[Items listed in a dataset]
_____

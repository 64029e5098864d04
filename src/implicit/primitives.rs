//! Analytic primitives (spec §3: "sphere, box, plane, torus, cone,
//! cylinder, capsule"; spec §4.6's value table covers Sphere/Box/Plane
//! exactly; the remaining four are named only as primitive kinds, so
//! their formulas follow the standard closed-form SDFs, each centred on
//! an explicit origin and aligned to the y-axis; arbitrary pose comes from
//! composing with [`super::Rotate`]/[`super::Translate`] rather than
//! baking an orientation into the primitive itself, the same division of
//! labour `Cuboid` and the other `lasgun::shape` types use between shape
//! data and the transform that places them in the scene.
use cgmath::prelude::*;
use cgmath::BaseFloat;

use crate::space::{ max, min, Aabb, Vec3, Vec3Ext };
use super::ImplicitFunction;

/// `Sphere(c,r)`: `‖p−c‖ − r` (spec §4.6).
#[derive(Debug, Copy, Clone)]
pub struct Sphere<T: BaseFloat> {
    pub center: Vec3<T>,
    pub radius: T,
}

impl<T: BaseFloat> Sphere<T> {
    pub fn new(center: Vec3<T>, radius: T) -> Self {
        Sphere { center, radius }
    }

    pub fn aabb(&self) -> Aabb<T> {
        let r = Vec3::new(self.radius, self.radius, self.radius);
        Aabb::new(self.center - r, self.center + r)
    }
}

impl<T: BaseFloat> ImplicitFunction<T> for Sphere<T> {
    fn value(&self, p: Vec3<T>) -> T {
        (p - self.center).magnitude() - self.radius
    }
}

/// `Box(lo,hi)`: the standard box SDF, positive outside and negative
/// inside (spec §4.6). Named `Cuboid` to avoid colliding with `std::Box`.
#[derive(Debug, Copy, Clone)]
pub struct Cuboid<T: BaseFloat> {
    pub lo: Vec3<T>,
    pub hi: Vec3<T>,
}

impl<T: BaseFloat> Cuboid<T> {
    pub fn new(lo: Vec3<T>, hi: Vec3<T>) -> Self {
        Cuboid { lo, hi }
    }

    pub fn aabb(&self) -> Aabb<T> {
        Aabb::new(self.lo, self.hi)
    }

    fn center(&self) -> Vec3<T> {
        (self.lo + self.hi) / T::from(2.0).unwrap()
    }

    fn half_extents(&self) -> Vec3<T> {
        (self.hi - self.lo) / T::from(2.0).unwrap()
    }
}

impl<T: BaseFloat> ImplicitFunction<T> for Cuboid<T> {
    fn value(&self, p: Vec3<T>) -> T {
        let q = (p - self.center()).abs() - self.half_extents();
        let outside = Vec3::new(max(q.x, T::zero()), max(q.y, T::zero()), max(q.z, T::zero())).magnitude();
        let inside = min(max(q.x, max(q.y, q.z)), T::zero());
        outside + inside
    }
}

/// `Plane(p0,n)`: `n·(p − p0)` (spec §4.6). `n` is taken as given; callers
/// are responsible for normalising it if they need a true distance field.
#[derive(Debug, Copy, Clone)]
pub struct Plane<T: BaseFloat> {
    pub point: Vec3<T>,
    pub normal: Vec3<T>,
}

impl<T: BaseFloat> Plane<T> {
    pub fn new(point: Vec3<T>, normal: Vec3<T>) -> Self {
        Plane { point, normal }
    }
}

impl<T: BaseFloat> ImplicitFunction<T> for Plane<T> {
    fn value(&self, p: Vec3<T>) -> T {
        self.normal.dot(p - self.point)
    }
}

/// A torus centred at `center`, lying in the xz-plane, with major radius
/// `major_radius` (ring radius) and minor radius `minor_radius` (tube
/// radius).
#[derive(Debug, Copy, Clone)]
pub struct Torus<T: BaseFloat> {
    pub center: Vec3<T>,
    pub major_radius: T,
    pub minor_radius: T,
}

impl<T: BaseFloat> Torus<T> {
    pub fn new(center: Vec3<T>, major_radius: T, minor_radius: T) -> Self {
        Torus { center, major_radius, minor_radius }
    }
}

impl<T: BaseFloat> ImplicitFunction<T> for Torus<T> {
    fn value(&self, p: Vec3<T>) -> T {
        let q = p - self.center;
        let ring_dist = (q.x * q.x + q.z * q.z).sqrt() - self.major_radius;
        (ring_dist * ring_dist + q.y * q.y).sqrt() - self.minor_radius
    }
}

/// A cylinder centred at `center`, axis-aligned to y, with radius
/// `radius` and total height `2 * half_height`.
#[derive(Debug, Copy, Clone)]
pub struct Cylinder<T: BaseFloat> {
    pub center: Vec3<T>,
    pub radius: T,
    pub half_height: T,
}

impl<T: BaseFloat> Cylinder<T> {
    pub fn new(center: Vec3<T>, radius: T, half_height: T) -> Self {
        Cylinder { center, radius, half_height }
    }
}

impl<T: BaseFloat> ImplicitFunction<T> for Cylinder<T> {
    fn value(&self, p: Vec3<T>) -> T {
        let q = p - self.center;
        let radial = (q.x * q.x + q.z * q.z).sqrt() - self.radius;
        let axial = q.y.abs() - self.half_height;
        let outside = Vec3::new(max(radial, T::zero()), max(axial, T::zero()), T::zero());
        min(max(radial, axial), T::zero()) + (outside.x * outside.x + outside.y * outside.y).sqrt()
    }
}

/// A capped cone between `(center.y - half_height)` with radius `r1` and
/// `(center.y + half_height)` with radius `r2`, axis-aligned to y.
/// Reduces to a cylinder when `r1 == r2`.
#[derive(Debug, Copy, Clone)]
pub struct Cone<T: BaseFloat> {
    pub center: Vec3<T>,
    pub half_height: T,
    pub r1: T,
    pub r2: T,
}

impl<T: BaseFloat> Cone<T> {
    pub fn new(center: Vec3<T>, half_height: T, r1: T, r2: T) -> Self {
        Cone { center, half_height, r1, r2 }
    }
}

impl<T: BaseFloat> ImplicitFunction<T> for Cone<T> {
    fn value(&self, p: Vec3<T>) -> T {
        let q3 = p - self.center;
        let h = self.half_height;
        let qx = (q3.x * q3.x + q3.z * q3.z).sqrt();
        let qy = q3.y;

        let k1 = crate::space::Vec2::new(self.r2, h);
        let k2 = crate::space::Vec2::new(self.r2 - self.r1, T::from(2.0).unwrap() * h);

        let r_at_bottom = if qy < T::zero() { self.r1 } else { self.r2 };
        let ca = crate::space::Vec2::new(qx - min(qx, r_at_bottom), qy.abs() - h);

        let q2 = crate::space::Vec2::new(qx, qy);
        let k1_minus_q = k1 - q2;
        let t = clamp01(k1_minus_q.dot(k2) / k2.dot(k2));
        let cb = q2 - k1 + k2 * t;

        let sign = if cb.x < T::zero() && ca.y < T::zero() { -T::one() } else { T::one() };
        sign * min(ca.dot(ca), cb.dot(cb)).sqrt()
    }
}

fn clamp01<T: BaseFloat>(v: T) -> T {
    if v < T::zero() { T::zero() } else if v > T::one() { T::one() } else { v }
}

/// A capsule: the locus at distance `radius` from the segment `a -> b`.
#[derive(Debug, Copy, Clone)]
pub struct Capsule<T: BaseFloat> {
    pub a: Vec3<T>,
    pub b: Vec3<T>,
    pub radius: T,
}

impl<T: BaseFloat> Capsule<T> {
    pub fn new(a: Vec3<T>, b: Vec3<T>, radius: T) -> Self {
        Capsule { a, b, radius }
    }
}

impl<T: BaseFloat> ImplicitFunction<T> for Capsule<T> {
    fn value(&self, p: Vec3<T>) -> T {
        let pa = p - self.a;
        let ba = self.b - self.a;
        let len2 = ba.magnitude2();
        let t = if len2 > T::epsilon() { clamp01(pa.dot(ba) / len2) } else { T::zero() };
        (pa - ba * t).magnitude() - self.radius
    }
}

#[cfg(test)]
mod tests {
    use super::*;

    #[test]
    fn sphere_matches_the_spec_unit_sphere_scenario() {
        let s = Sphere::new(Vec3::new(0.0, 0.0, 0.0), 1.0);
        assert!((s.value(Vec3::new(2.0, 0.0, 0.0)) - 1.0).abs() < 1e-12);
    }

    #[test]
    fn box_matches_the_spec_diagonal_corner_scenario() {
        let b = Cuboid::new(Vec3::new(-1.0, -1.0, -1.0), Vec3::new(1.0, 1.0, 1.0));
        let expected = 2f64.sqrt();
        assert!((b.value(Vec3::new(2.0, 2.0, 0.0)) - expected).abs() < 1e-9);
    }

    #[test]
    fn plane_is_signed_by_normal_side() {
        let p = Plane::new(Vec3::new(0.0, 0.0, 0.0), Vec3::new(0.0, 1.0, 0.0));
        assert!(p.value(Vec3::new(0.0, 3.0, 0.0)) > 0.0);
        assert!(p.value(Vec3::new(0.0, -3.0, 0.0)) < 0.0);
    }

    #[test]
    fn cylinder_reduces_to_disk_distance_at_its_equator() {
        let c = Cylinder::new(Vec3::new(0.0, 0.0, 0.0), 1.0, 2.0);
        assert!(c.value(Vec3::new(0.0, 0.0, 0.0)) < 0.0);
        assert!((c.value(Vec3::new(2.0, 0.0, 0.0)) - 1.0).abs() < 1e-9);
    }

    #[test]
    fn capsule_is_a_fattened_segment() {
        let cap = Capsule::new(Vec3::new(-1.0, 0.0, 0.0), Vec3::new(1.0, 0.0, 0.0), 0.5);
        assert!(cap.value(Vec3::new(0.0, 0.0, 0.0)) < 0.0);
        assert!((cap.value(Vec3::new(0.0, 0.6, 0.0)) - 0.1).abs() < 1e-9);
    }
}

_____

Lines in the records that hold "Aabb" should be tallied, with the total given on its own.

5